- Opening Delimiter -

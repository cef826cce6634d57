//! User account models

use serde::{Deserialize, Serialize};

/// A registered user as stored in `users.json`
#[derive(Debug, Clone, Serialize, Deserialize, PartialEq)]
pub struct User {
    pub id: i64,
    pub name: String,
    /// Always stored lower-cased
    pub email: String,
    #[serde(rename = "passwordHash")]
    pub password_hash: String,
}

/// User fields safe to return to clients
#[derive(Debug, Clone, Serialize, Deserialize, PartialEq)]
pub struct PublicUser {
    pub id: i64,
    pub name: String,
    pub email: String,
}

impl From<&User> for PublicUser {
    fn from(user: &User) -> Self {
        Self {
            id: user.id,
            name: user.name.clone(),
            email: user.email.clone(),
        }
    }
}
//! Shared types and models for the Aura Grow platform
//!
//! This crate contains the wire types exchanged between the backend and the
//! dashboard, plus the pure environmental computations (snapshot resolution
//! and pollution scoring) that have no I/O of their own.

pub mod models;
pub mod pollution;
pub mod snapshot;
pub mod types;

pub use models::*;
pub use pollution::*;
pub use snapshot::*;
pub use types::*;
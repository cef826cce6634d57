//! Domain models for the Aura Grow platform

mod environment;
mod reading;
mod recommendation;
mod user;

pub use environment::*;
pub use reading::*;
pub use recommendation::*;
pub use user::*;
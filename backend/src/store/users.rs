//! User persistence

use shared::User;

use super::{JsonFile, StoreError};

/// Registered users, unique by lower-cased email
pub struct UserStore {
    file: JsonFile<User>,
}

impl UserStore {
    pub fn new(file: JsonFile<User>) -> Self {
        Self { file }
    }

    /// Case-insensitive lookup by email
    pub async fn find_by_email(&self, email: &str) -> Result<Option<User>, StoreError> {
        let users = self.file.read_all().await?;
        Ok(users
            .into_iter()
            .find(|u| u.email.eq_ignore_ascii_case(email)))
    }

    /// Insert `user` unless its email is taken, returning the stored record.
    ///
    /// A clashing id is bumped past the current maximum.
    pub async fn insert(&self, mut user: User) -> Result<Option<User>, StoreError> {
        self.file
            .update(move |users| {
                if users.iter().any(|u| u.email.eq_ignore_ascii_case(&user.email)) {
                    return None;
                }
                if users.iter().any(|u| u.id == user.id) {
                    user.id = users.iter().map(|u| u.id).max().unwrap_or(0) + 1;
                }
                users.push(user.clone());
                Some(user)
            })
            .await
    }
}
//! External API integrations

pub mod gemini;
pub mod weather;

pub use gemini::{GeminiClient, RecommendationProvider};
pub use weather::WeatherClient;
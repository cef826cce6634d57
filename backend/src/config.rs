//! Configuration management for the Aura Grow backend
//!
//! Supports hierarchical configuration loading:
//! 1. Default values in code
//! 2. Configuration files (config/development.toml, config/production.toml)
//! 3. Environment variable overrides with AURA_ prefix (`AURA__GEMINI__API_KEY`)

use config::{ConfigError, Environment, File};
use serde::Deserialize;

/// Main application configuration
#[derive(Debug, Deserialize, Clone, Default)]
pub struct Config {
    /// Current environment (development, production)
    pub environment: String,

    /// Server configuration
    pub server: ServerConfig,

    /// JWT authentication configuration
    pub jwt: JwtConfig,

    /// Flat-file storage configuration
    pub storage: StorageConfig,

    /// OpenWeatherMap configuration
    pub weather: WeatherConfig,

    /// Generative AI provider configuration
    pub gemini: GeminiConfig,

    /// Rate limit for the recommendation endpoints
    pub rate_limit: RateLimitConfig,
}

#[derive(Debug, Deserialize, Clone)]
pub struct ServerConfig {
    /// Server port
    pub port: u16,

    /// Server host
    pub host: String,

    /// Directory of static frontend files
    pub static_dir: String,
}

#[derive(Debug, Deserialize, Clone)]
pub struct JwtConfig {
    /// Secret key for signing JWT tokens
    pub secret: String,

    /// Token lifetime in seconds
    pub expiry_seconds: i64,
}

#[derive(Debug, Deserialize, Clone)]
pub struct StorageConfig {
    /// Directory holding users.json and readings.json
    pub data_dir: String,

    /// Readings kept before the oldest are evicted
    pub max_readings: usize,
}

#[derive(Debug, Deserialize, Clone)]
pub struct WeatherConfig {
    /// OpenWeatherMap API key
    pub api_key: Option<String>,

    /// OpenWeatherMap API base URL
    pub base_url: String,
}

#[derive(Debug, Deserialize, Clone)]
pub struct GeminiConfig {
    /// Provider API key; recommendations fall back locally without it
    pub api_key: Option<String>,

    /// Model name
    pub model: String,

    /// API base URL
    pub api_url: String,

    /// Request timeout in seconds
    pub timeout_secs: u64,

    /// Sampling temperature
    pub temperature: f32,

    /// Generation length limit
    pub max_output_tokens: u32,
}

#[derive(Debug, Deserialize, Clone)]
pub struct RateLimitConfig {
    /// Requests allowed per window and client address
    pub max_requests: usize,

    /// Rolling window length in seconds
    pub window_secs: u64,
}

/// Unprefixed environment variables still honoured, and the key each sets
const LEGACY_ENV_VARS: &[(&str, &str)] = &[
    ("PORT", "server.port"),
    ("JWT_SECRET", "jwt.secret"),
    ("OWM_API_KEY", "weather.api_key"),
    ("GEMINI_API_KEY", "gemini.api_key"),
];

impl Config {
    /// Load configuration from files and environment variables
    pub fn load() -> Result<Self, ConfigError> {
        let environment =
            std::env::var("AURA_ENVIRONMENT").unwrap_or_else(|_| "development".into());

        let mut builder = config::Config::builder()
            // Start with default values
            .set_default("environment", environment.clone())?
            .set_default("server.port", 3000)?
            .set_default("server.host", "0.0.0.0")?
            .set_default("server.static_dir", "frontend")?
            .set_default("jwt.secret", "secret-dev")?
            .set_default("jwt.expiry_seconds", 7 * 24 * 3600)?
            .set_default("storage.data_dir", "data")?
            .set_default("storage.max_readings", 2000)?
            .set_default(
                "weather.base_url",
                "https://api.openweathermap.org/data/2.5",
            )?
            .set_default("gemini.model", "text-bison-001")?
            .set_default(
                "gemini.api_url",
                "https://generativelanguage.googleapis.com/v1beta2",
            )?
            .set_default("gemini.timeout_secs", 20)?
            .set_default("gemini.temperature", 0.5)?
            .set_default("gemini.max_output_tokens", 600)?
            .set_default("rate_limit.max_requests", 6)?
            .set_default("rate_limit.window_secs", 60)?;

        // Plain variable names from older deployments, below everything else
        for (var, key) in LEGACY_ENV_VARS {
            if let Ok(value) = std::env::var(var) {
                builder = builder.set_default(*key, value)?;
            }
        }

        let config = builder
            // Load environment-specific config file
            .add_source(File::with_name(&format!("config/{}", environment)).required(false))
            // Override with environment variables (AURA_ prefix)
            .add_source(
                Environment::with_prefix("AURA")
                    .separator("__")
                    .try_parsing(true),
            )
            .build()?;

        config.try_deserialize()
    }
}

impl WeatherConfig {
    /// API key, treating an empty value as unset
    pub fn api_key(&self) -> Option<&str> {
        self.api_key.as_deref().filter(|k| !k.trim().is_empty())
    }
}

impl GeminiConfig {
    /// API key, treating an empty value as unset
    pub fn api_key(&self) -> Option<&str> {
        self.api_key.as_deref().filter(|k| !k.trim().is_empty())
    }
}

impl Default for ServerConfig {
    fn default() -> Self {
        Self {
            port: 3000,
            host: "0.0.0.0".to_string(),
            static_dir: "frontend".to_string(),
        }
    }
}

impl Default for JwtConfig {
    fn default() -> Self {
        Self {
            secret: "secret-dev".to_string(),
            expiry_seconds: 7 * 24 * 3600,
        }
    }
}

impl Default for StorageConfig {
    fn default() -> Self {
        Self {
            data_dir: "data".to_string(),
            max_readings: 2000,
        }
    }
}

impl Default for WeatherConfig {
    fn default() -> Self {
        Self {
            api_key: None,
            base_url: "https://api.openweathermap.org/data/2.5".to_string(),
        }
    }
}

impl Default for GeminiConfig {
    fn default() -> Self {
        Self {
            api_key: None,
            model: "text-bison-001".to_string(),
            api_url: "https://generativelanguage.googleapis.com/v1beta2".to_string(),
            timeout_secs: 20,
            temperature: 0.5,
            max_output_tokens: 600,
        }
    }
}

impl Default for RateLimitConfig {
    fn default() -> Self {
        Self {
            max_requests: 6,
            window_secs: 60,
        }
    }
}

- Closing Delimiter -

_ASSIGNED TASK:_
From the data above, copy each line that holds "Result".

_YOUR RESPONSE:_
    pub async fn find_by_email(&self, email: &str) -> Result<Option<User>, StoreError> {
    pub async fn insert(&self, mut user: User) -> Result<Option<User>, StoreError> {
    pub fn load() -> Result<Self, ConfigError> {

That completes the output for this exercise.